Table C.3-1: Example: Potatoes and potato products from Germany (2012): Extract from the OrganicDataNetwork database
modified | Id | Link to database | Year | CPA-Product0 | CPA-Product1 | CPA-Product2 | CPA-Product3 | CPA-Product5 | Indicator | Label | #Value | Value |
---|---|---|---|---|---|---|---|---|---|---|---|---|
03.04.2013 | 770722 | AMI f013 | 2012 | Germany | Products of agriculture, forestry and fishing | Products of agriculture, hunting, related services | Non-perennial crops | Vegetables and melons, roots and tubers | Potatoes, no details | Sales [t] | organic | 79'240.00 |
18.09.2013 | 654130 | AMI f018 | 2012 | Germany | Products of agriculture, forestry and fishing | Products of agriculture, hunting, related services | Non-perennial crops | Vegetables and melons, roots and tubers | Potatoes, no details | Area [ha] | organic | 8'300.00 |
21.09.2013 | 600188 | AMI f018 | 2012 | Germany | Products of agriculture, forestry and fishing | Products of agriculture, hunting, related services | Non-perennial crops | Vegetables and melons, roots and tubers | Potatoes, no details | Sales [Mio €] | Total | 977.10 |
20.09.2013 | 654920 | AMI f018 | 2012 | Germany | Products of agriculture, forestry and fishing | Products of agriculture, hunting, related services | Non-perennial crops | Vegetables and melons, roots and tubers | Potatoes, no details | Sales [Mio €] | organic | 93.72 |
20.09.2013 | 655012 | AMI f014 | 2012 | Germany | Products of agriculture, forestry and fishing | Products of agriculture, hunting, related services | Non-perennial crops | Vegetables and melons, roots and tubers | Potatoes, no details | Sales [Mio €]: Share [%] | organic | 9.59 |
We strongly recommend that you do not build cross-tables to store the data (Table C.3-2), as this will make data analysis, export and import very inflexible. Do not use columns for individual indicators (or years, countries or regions).
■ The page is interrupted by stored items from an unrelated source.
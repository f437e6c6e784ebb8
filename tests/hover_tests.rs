//! Integration tests for hover
//!
//! Tests verify the layer order (semantic model, signature catalog, lexical
//! scan, vocabulary) and the inferred types shown for untyped variables.

use indoc::indoc;
use tower_lsp::lsp_types::{HoverContents, Position};
use uts_language_server::lsp::service::UtsLanguageService;

fn hover_text(service: &UtsLanguageService, code: &str, line: u32, character: u32) -> Option<String> {
    service.hover(code, Position::new(line, character)).map(|hover| match hover.contents {
        HoverContents::Markup(markup) => markup.value,
        other => panic!("unexpected hover contents: {:?}", other),
    })
}

#[test]
fn test_inferred_variable_types() {
    let service = UtsLanguageService::default();
    let code = indoc! {r#"
        let title = "Checkout";
        let count = 3;
        let ready = false;
        let rows = [];
    "#};
    let cases = [(0, "string"), (1, "number"), (2, "boolean"), (3, "any[]")];
    for (line, expected) in cases {
        let text = hover_text(&service, code, line, 5).expect("hover");
        assert!(text.contains(&format!(": {}", expected)), "line {}: {}", line, text);
    }
}

#[test]
fn test_lexical_layer_answers_outside_code() {
    let service = UtsLanguageService::default();
    let code = indoc! {r#"
        let greeting = "hi";
        // greeting is shown on the home page
    "#};
    let text = hover_text(&service, code, 1, 5).expect("hover");
    assert!(text.starts_with("**greeting** - variable"), "{}", text);
    assert!(text.contains("```uts\nlet greeting: string\n```"));
    assert!(text.contains("Declared on line 1."));
}

#[test]
fn test_catalog_before_vocabulary() {
    let service = UtsLanguageService::default();
    let text = hover_text(&service, "const n = parseInt(\"7\");", 0, 12).expect("hover");
    assert!(text.starts_with("**parseInt** - function"), "{}", text);
    assert!(text.contains("Parses a string and returns an integer."));

    let text = hover_text(&service, "let x: UTSJSONObject;", 0, 10).expect("hover");
    assert!(text.contains("UTSJSONObject"));

    let text = hover_text(&service, "interface", 0, 3).expect("hover");
    assert!(text.starts_with("**interface** - UTS keyword"), "{}", text);
}

#[test]
fn test_class_members() {
    let service = UtsLanguageService::default();
    let code = indoc! {r#"
        class Point {
          x: number = 0;
          move(dx: number): void {}
        }
        const p = new Point();
        p.move(1);
    "#};
    let text = hover_text(&service, code, 5, 3).expect("hover");
    assert!(text.starts_with("**move** - method"), "{}", text);
    assert!(text.contains("(dx: number) => void"));

    let text = hover_text(&service, code, 4, 6).expect("hover");
    assert!(text.contains("(constant) p: Point"), "{}", text);
}

#[test]
fn test_nothing_to_say() {
    let service = UtsLanguageService::default();
    assert!(hover_text(&service, "let a = 1;", 4, 0).is_none());
    assert!(hover_text(&service, "  ;  ", 0, 3).is_none());
}

#[test]
fn test_local_class_shadows_catalog_type() {
    let service = UtsLanguageService::default();
    let catalog_description = "UTS dynamic JSON object with keyed access helpers.";
    let code = indoc! {r#"
        class UTSJSONObject {}
        let data: UTSJSONObject = new UTSJSONObject();
    "#};

    let text = hover_text(&service, code, 0, 8).expect("hover");
    assert!(text.starts_with("**UTSJSONObject** - class"), "{}", text);
    assert!(!text.contains(catalog_description), "{}", text);

    let text = hover_text(&service, code, 1, 14).expect("hover");
    assert!(text.starts_with("**UTSJSONObject** - class"), "{}", text);
    assert!(!text.contains(catalog_description), "{}", text);

    let text = hover_text(&service, "let data: UTSJSONObject;", 0, 14).expect("hover");
    assert!(text.starts_with("**UTSJSONObject** - UTS type"), "{}", text);
    assert!(text.contains(catalog_description), "{}", text);
}
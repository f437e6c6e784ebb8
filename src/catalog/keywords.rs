//! Language vocabulary: declaration keywords, built-in types, control-flow
//! keywords and global built-in functions.

/// A built-in type name with its hover/completion description.
#[derive(Debug, Clone, Copy, PartialEq, Eq)]
pub struct TypeEntry {
    pub name: &'static str,
    pub description: &'static str,
}

/// Declaration and modifier keywords.
pub const KEYWORDS: &[&str] = &[
    "let", "const", "var", "function", "class", "interface", "type", "namespace", "module",
    "import", "export", "from", "as", "default", "extends", "implements", "static", "public",
    "private", "protected", "readonly", "abstract", "virtual", "override", "sealed", "final",
    "enum", "union", "intersection", "keyof", "typeof", "infer", "super", "this", "null",
    "undefined", "true", "false",
];

/// Built-in types, primitives first, then standard library classes, then the
/// UTS-specific wrapper types.
pub const TYPES: &[TypeEntry] = &[
    TypeEntry { name: "string", description: "Primitive string type for textual data." },
    TypeEntry { name: "number", description: "Primitive numeric type for integers and floating point values." },
    TypeEntry { name: "boolean", description: "Primitive type with the values true and false." },
    TypeEntry { name: "object", description: "Any non-primitive value." },
    TypeEntry { name: "array", description: "Ordered, indexable list of values." },
    TypeEntry { name: "any", description: "Opts out of type checking for a value." },
    TypeEntry { name: "void", description: "Absence of a return value." },
    TypeEntry { name: "never", description: "Type of values that never occur, such as a function that always throws." },
    TypeEntry { name: "unknown", description: "Type-safe counterpart of any; must be narrowed before use." },
    TypeEntry { name: "undefined", description: "Type of the undefined value." },
    TypeEntry { name: "null", description: "Type of the null value." },
    TypeEntry { name: "symbol", description: "Primitive type for unique symbol values." },
    TypeEntry { name: "bigint", description: "Primitive type for arbitrary precision integers." },
    TypeEntry { name: "Date", description: "Date and time value with calendar helpers." },
    TypeEntry { name: "RegExp", description: "Regular expression object." },
    TypeEntry { name: "Error", description: "Base class for runtime errors." },
    TypeEntry { name: "Function", description: "Type of all function values." },
    TypeEntry { name: "Promise", description: "Eventual result of an asynchronous operation." },
    TypeEntry { name: "Map", description: "Keyed collection that remembers insertion order." },
    TypeEntry { name: "Set", description: "Collection of unique values." },
    TypeEntry { name: "WeakMap", description: "Map with weakly held object keys." },
    TypeEntry { name: "WeakSet", description: "Set of weakly held objects." },
    TypeEntry { name: "ArrayBuffer", description: "Fixed-length raw binary data buffer." },
    TypeEntry { name: "DataView", description: "Low-level reader and writer over an ArrayBuffer." },
    TypeEntry { name: "Int8Array", description: "Typed array of 8-bit signed integers." },
    TypeEntry { name: "Uint8Array", description: "Typed array of 8-bit unsigned integers." },
    TypeEntry { name: "Uint8ClampedArray", description: "Typed array of 8-bit unsigned integers clamped to 0-255." },
    TypeEntry { name: "Int16Array", description: "Typed array of 16-bit signed integers." },
    TypeEntry { name: "Uint16Array", description: "Typed array of 16-bit unsigned integers." },
    TypeEntry { name: "Int32Array", description: "Typed array of 32-bit signed integers." },
    TypeEntry { name: "Uint32Array", description: "Typed array of 32-bit unsigned integers." },
    TypeEntry { name: "Float32Array", description: "Typed array of 32-bit floating point numbers." },
    TypeEntry { name: "Float64Array", description: "Typed array of 64-bit floating point numbers." },
    TypeEntry { name: "BigInt64Array", description: "Typed array of 64-bit signed big integers." },
    TypeEntry { name: "BigUint64Array", description: "Typed array of 64-bit unsigned big integers." },
    TypeEntry { name: "UTSJSONObject", description: "UTS dynamic JSON object with keyed access helpers." },
    TypeEntry { name: "UTSJSONValue", description: "Any value that can appear inside a UTS JSON document." },
    TypeEntry { name: "UTSArray", description: "UTS platform array with mutation helpers." },
    TypeEntry { name: "UTSString", description: "UTS platform string wrapper." },
    TypeEntry { name: "UTSNumber", description: "UTS platform number wrapper." },
    TypeEntry { name: "UTSBoolean", description: "UTS platform boolean wrapper." },
];

/// Control-flow and expression keywords.
pub const CONTROL_KEYWORDS: &[&str] = &[
    "if", "else", "switch", "case", "default", "for", "while", "do", "break", "continue",
    "return", "throw", "try", "catch", "finally", "in", "of", "new", "delete", "void", "with",
    "yield", "await", "async",
];

/// Global built-in functions, some qualified by their owning object.
pub const BUILTIN_FUNCTIONS: &[&str] = &[
    "console.log", "console.error", "console.warn", "console.info", "Array.isArray",
    "Object.keys", "Object.values", "Object.entries", "JSON.stringify", "JSON.parse",
    "parseInt", "parseFloat", "isNaN", "isFinite", "encodeURI", "decodeURI",
    "encodeURIComponent", "decodeURIComponent",
];

/// UTS-specific types highlighted by the advisory diagnostics pass.
pub const CUSTOM_TYPES: &[&str] = &[
    "UTSJSONObject", "UTSJSONValue", "UTSArray", "UTSString", "UTSNumber", "UTSBoolean",
];

pub fn is_keyword(word: &str) -> bool {
    KEYWORDS.contains(&word)
}

pub fn is_control_keyword(word: &str) -> bool {
    CONTROL_KEYWORDS.contains(&word)
}

pub fn is_builtin_function(word: &str) -> bool {
    BUILTIN_FUNCTIONS.contains(&word)
}

pub fn type_entry(name: &str) -> Option<&'static TypeEntry> {
    TYPES.iter().find(|entry| entry.name == name)
}

pub fn is_type(word: &str) -> bool {
    type_entry(word).is_some()
}

#[cfg(test)]
mod tests {
    use super::*;

    #[test]
    fn test_membership_is_case_sensitive() {
        assert!(is_type("Date"));
        assert!(!is_type("date"));
        assert!(is_keyword("interface"));
        assert!(!is_keyword("Interface"));
    }

    #[test]
    fn test_qualified_builtins() {
        assert!(is_builtin_function("console.log"));
        assert!(is_builtin_function("parseInt"));
        assert!(!is_builtin_function("console"));
    }

    #[test]
    fn test_custom_types_are_catalogued() {
        for name in CUSTOM_TYPES {
            assert!(is_type(name), "{} missing from type catalog", name);
        }
    }

    #[test]
    fn test_types_have_descriptions() {
        assert!(TYPES.iter().all(|entry| !entry.description.is_empty()));
        assert_eq!(TYPES.first().map(|t| t.name), Some("string"));
    }
}
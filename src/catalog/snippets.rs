//! Structural code templates in LSP snippet syntax

#[derive(Debug, Clone, Copy, PartialEq, Eq)]
pub struct Snippet {
    pub label: &'static str,
    pub detail: &'static str,
    /// Body with `${n:placeholder}` tab stops.
    pub template: &'static str,
}

pub const SNIPPETS: &[Snippet] = &[
    Snippet {
        label: "let",
        detail: "Variable declaration",
        template: "let ${1:variableName}: ${2:string} = ${3:\"value\"};",
    },
    Snippet {
        label: "const",
        detail: "Constant declaration",
        template: "const ${1:constantName}: ${2:string} = ${3:\"value\"};",
    },
    Snippet {
        label: "function",
        detail: "Function declaration",
        template: "function ${1:functionName}(${2:params}): ${3:void} {\n\t${4:// function body}\n}",
    },
    Snippet {
        label: "class",
        detail: "Class declaration",
        template: "class ${1:ClassName} {\n\tconstructor(${2:params}) {\n\t\t${3:// constructor body}\n\t}\n}",
    },
    Snippet {
        label: "interface",
        detail: "Interface declaration",
        template: "interface ${1:InterfaceName} {\n\t${2:property}: ${3:string};\n}",
    },
    Snippet {
        label: "if",
        detail: "Conditional statement",
        template: "if (${1:condition}) {\n\t${2:// code}\n}",
    },
    Snippet {
        label: "for",
        detail: "Counting loop",
        template: "for (let ${1:i} = 0; ${1:i} < ${2:length}; ${1:i}++) {\n\t${3:// loop body}\n}",
    },
    Snippet {
        label: "try",
        detail: "Try/catch block",
        template: "try {\n\t${1:// code}\n} catch (${2:error}) {\n\t${3:// error handling}\n}",
    },
    Snippet {
        label: "async",
        detail: "Async function declaration",
        template: "async function ${1:functionName}(${2:params}): Promise<${3:void}> {\n\t${4:// function body}\n}",
    },
    Snippet {
        label: "await",
        detail: "Await expression",
        template: "const ${1:result} = await ${2:promise};",
    },
    Snippet {
        label: "generic",
        detail: "Generic function declaration",
        template: "function ${1:functionName}<${2:T}>(${3:value}: ${2:T}): ${2:T} {\n\t${4:return value;}\n}",
    },
];

#[cfg(test)]
mod tests {
    use super::*;

    #[test]
    fn test_every_snippet_has_a_first_tab_stop() {
        for snippet in SNIPPETS {
            assert!(snippet.template.contains("${1:"), "{} has no first placeholder", snippet.label);
        }
    }

    #[test]
    fn test_labels_unique() {
        let mut labels: Vec<_> = SNIPPETS.iter().map(|s| s.label).collect();
        labels.sort_unstable();
        labels.dedup();
        assert_eq!(labels.len(), SNIPPETS.len());
    }
}
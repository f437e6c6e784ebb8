//! Parsing infrastructure: the UTS grammar, position conversion and the
//! content-hash cache for compiled documents

pub mod parse_cache;
pub mod position_utils;
pub mod typescript;

pub use parse_cache::{CacheStats, ParseCache};
pub use position_utils::LineIndex;
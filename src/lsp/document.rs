//! Open document text kept in a rope
//!
//! Incremental edits address text by (line, character); positions beyond the
//! end of a line or of the document are clamped before the edit is applied.

use ropey::Rope;
use tower_lsp::lsp_types::{Position, TextDocumentContentChangeEvent};

/// Text and version of one open document.
#[derive(Debug, Clone)]
pub struct TextDocument {
    pub text: Rope,
    pub version: i32,
}

/// Converts an LSP position (UTF-16 column) to a char index in the rope.
fn position_to_char_index(position: &Position, text: &Rope) -> usize {
    let line = (position.line as usize).min(text.len_lines().saturating_sub(1));
    let line_start = text.line_to_char(line);
    let line_slice = text.line(line);
    let mut line_len = line_slice.len_chars();
    // The terminator is not addressable.
    if line_len > 0 && line_slice.char(line_len - 1) == '\n' {
        line_len -= 1;
        if line_len > 0 && line_slice.char(line_len - 1) == '\r' {
            line_len -= 1;
        }
    }
    let mut units = 0usize;
    let mut column = 0usize;
    for c in line_slice.chars().take(line_len) {
        if units >= position.character as usize {
            break;
        }
        units += c.len_utf16();
        column += 1;
    }
    line_start + column
}

impl TextDocument {
    pub fn new(text: &str, version: i32) -> Self {
        Self { text: Rope::from_str(text), version }
    }

    /// Applies `changes` in order. Changes for a version not newer than the
    /// current one are rejected.
    pub fn apply(&mut self, changes: &[TextDocumentContentChangeEvent], version: i32) -> Result<(), String> {
        if version <= self.version {
            return Err(format!("Version {} not newer than {}", version, self.version));
        }
        for change in changes {
            match change.range {
                Some(range) => {
                    let start = position_to_char_index(&range.start, &self.text);
                    let end = position_to_char_index(&range.end, &self.text).max(start);
                    self.text.remove(start..end);
                    self.text.insert(start, &change.text);
                }
                None => self.text = Rope::from_str(&change.text),
            }
        }
        self.version = version;
        Ok(())
    }

    pub fn content(&self) -> String {
        self.text.to_string()
    }
}
use std::sync::Arc;

use dashmap::DashMap;
use tower_lsp::Client;
use tower_lsp::lsp_types::{Position, Url};
use tracing::{debug, warn};

use crate::config::ServerConfig;
use crate::lsp::service::UtsLanguageService;

mod handlers;
mod state;

pub use state::UtsBackend;

impl UtsBackend {
    /// Creates a backend for `client` with the startup configuration.
    /// `initializationOptions` are merged in later, during `initialize`.
    pub fn new(client: Client, config: ServerConfig) -> Self {
        Self {
            client,
            documents: Arc::new(DashMap::new()),
            service: Arc::new(UtsLanguageService::new(config)),
        }
    }

    pub fn service(&self) -> &UtsLanguageService {
        &self.service
    }

    /// Current text of an open document.
    pub(super) fn text_of(&self, uri: &Url) -> Option<String> {
        let text = self.documents.get(uri).map(|doc| doc.content());
        if text.is_none() {
            warn!("Request for unknown document URI={}", uri);
        }
        text
    }

    /// Validates `text` and publishes the result for `uri`.
    pub(super) async fn publish_validation(&self, uri: Url, text: &str, version: Option<i32>) {
        let diagnostics = self.service.validate(&uri, text);
        debug!("Publishing {} diagnostics for {}", diagnostics.len(), uri);
        self.client.publish_diagnostics(uri, diagnostics, version).await;
    }

    /// Runs `f` against the document text, or returns `None` for unknown
    /// documents.
    pub(super) fn with_text<T>(&self, uri: &Url, position: Position, f: impl FnOnce(&str) -> T) -> Option<T> {
        let text = self.text_of(uri)?;
        debug!("Request at {:?} in {}", position, uri);
        Some(f(&text))
    }
}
Cross tables are, however, very useful for data analysis, for instance Pivot tables and and for data presentation.
Table C.3-2: Example of a cross table. Do not use for data storage, only for data analysis
Area [ha] | Retail sales [Mio €] | Retail sales [mt] | Production [Mio €] | |
---|---|---|---|---|
Potatoes, no details | 8'300.0 | 93.7 | 79'240.0 | 54.6 |
Processed/preserved potatoes | 1.8 |
C3.1.4 The database structure by column
ID
Each data set needs an ID. Usually MS Access generates the ID automatically. To trace a certain dataset it is useful to have a unique identifier for each dataset.
Date inserted
This is the date on which a dataset was inserted. Usually, it is generated automatically in the database.
Date modified
If you modify a dataset, it is useful if you document the change. Ideally, you also use the remark field to explain why the change was done. Another option would be to delete a dataset and make a new one with the current date or mark a dataset as “changed” and add a new dataset. Thus, changes can be made visible.
Data source
Here you can briefly specify the data source. However, it is often not enough to simply enter the name of the source. In order to trace back the original source, which in the daily work with a database is often needed, we recommend that you document the source with a lot more detail. This should contain the name of data collector, the exact name of the publication/source including the link to the publication if available online. For this, you should use a so-called "look-up table" with further specifications as well as a folder in your computer where you store the documents with the original data.
Year/month/week
This field is needed to enter the calendar or business year of the data. Most organic data collection systems use the calendar year (i.e., January to December) and not the business year. The business year is mainly used for the production of plant products and their sales values and volumes. Of course you can use the column "year" also for the business year. However, if you have different data types with different types of years, you might need to insert a separate column "business year". For other data types such as exports, imports, consumer prices, or producer prices you might also use monthly or even weekly data. In those cases the column "time" should be defined in a look-up table with a predefined list.
Data year
Especially if you are interested in showing developments over years, it might be advisable to carry on data from the previous year. If, for example, you have no current figure on the area of potatoes, an old figure would probably be more correct than no figure at all. But it needs to be documented from which year this old figure is. For this purpose, this column can be used.
Country
If your data has a regional dimension, this column should be used to indicate the country, region, etc. In order to avoid typing errors and make sure all data can be extracted correctly, we recommend that you use a "look-up table" with a predefined country/regions list. Spelling errors are thus not possible and would not lead to mistakes in correlation to other data sets.
Crop/product
Use this column to enter the crop/product. If you want to not only store the crop or product, but also store information on the crop/product groups, you either need to create several columns in the main table or use the look-up tables for classification (see chapter 1.5) .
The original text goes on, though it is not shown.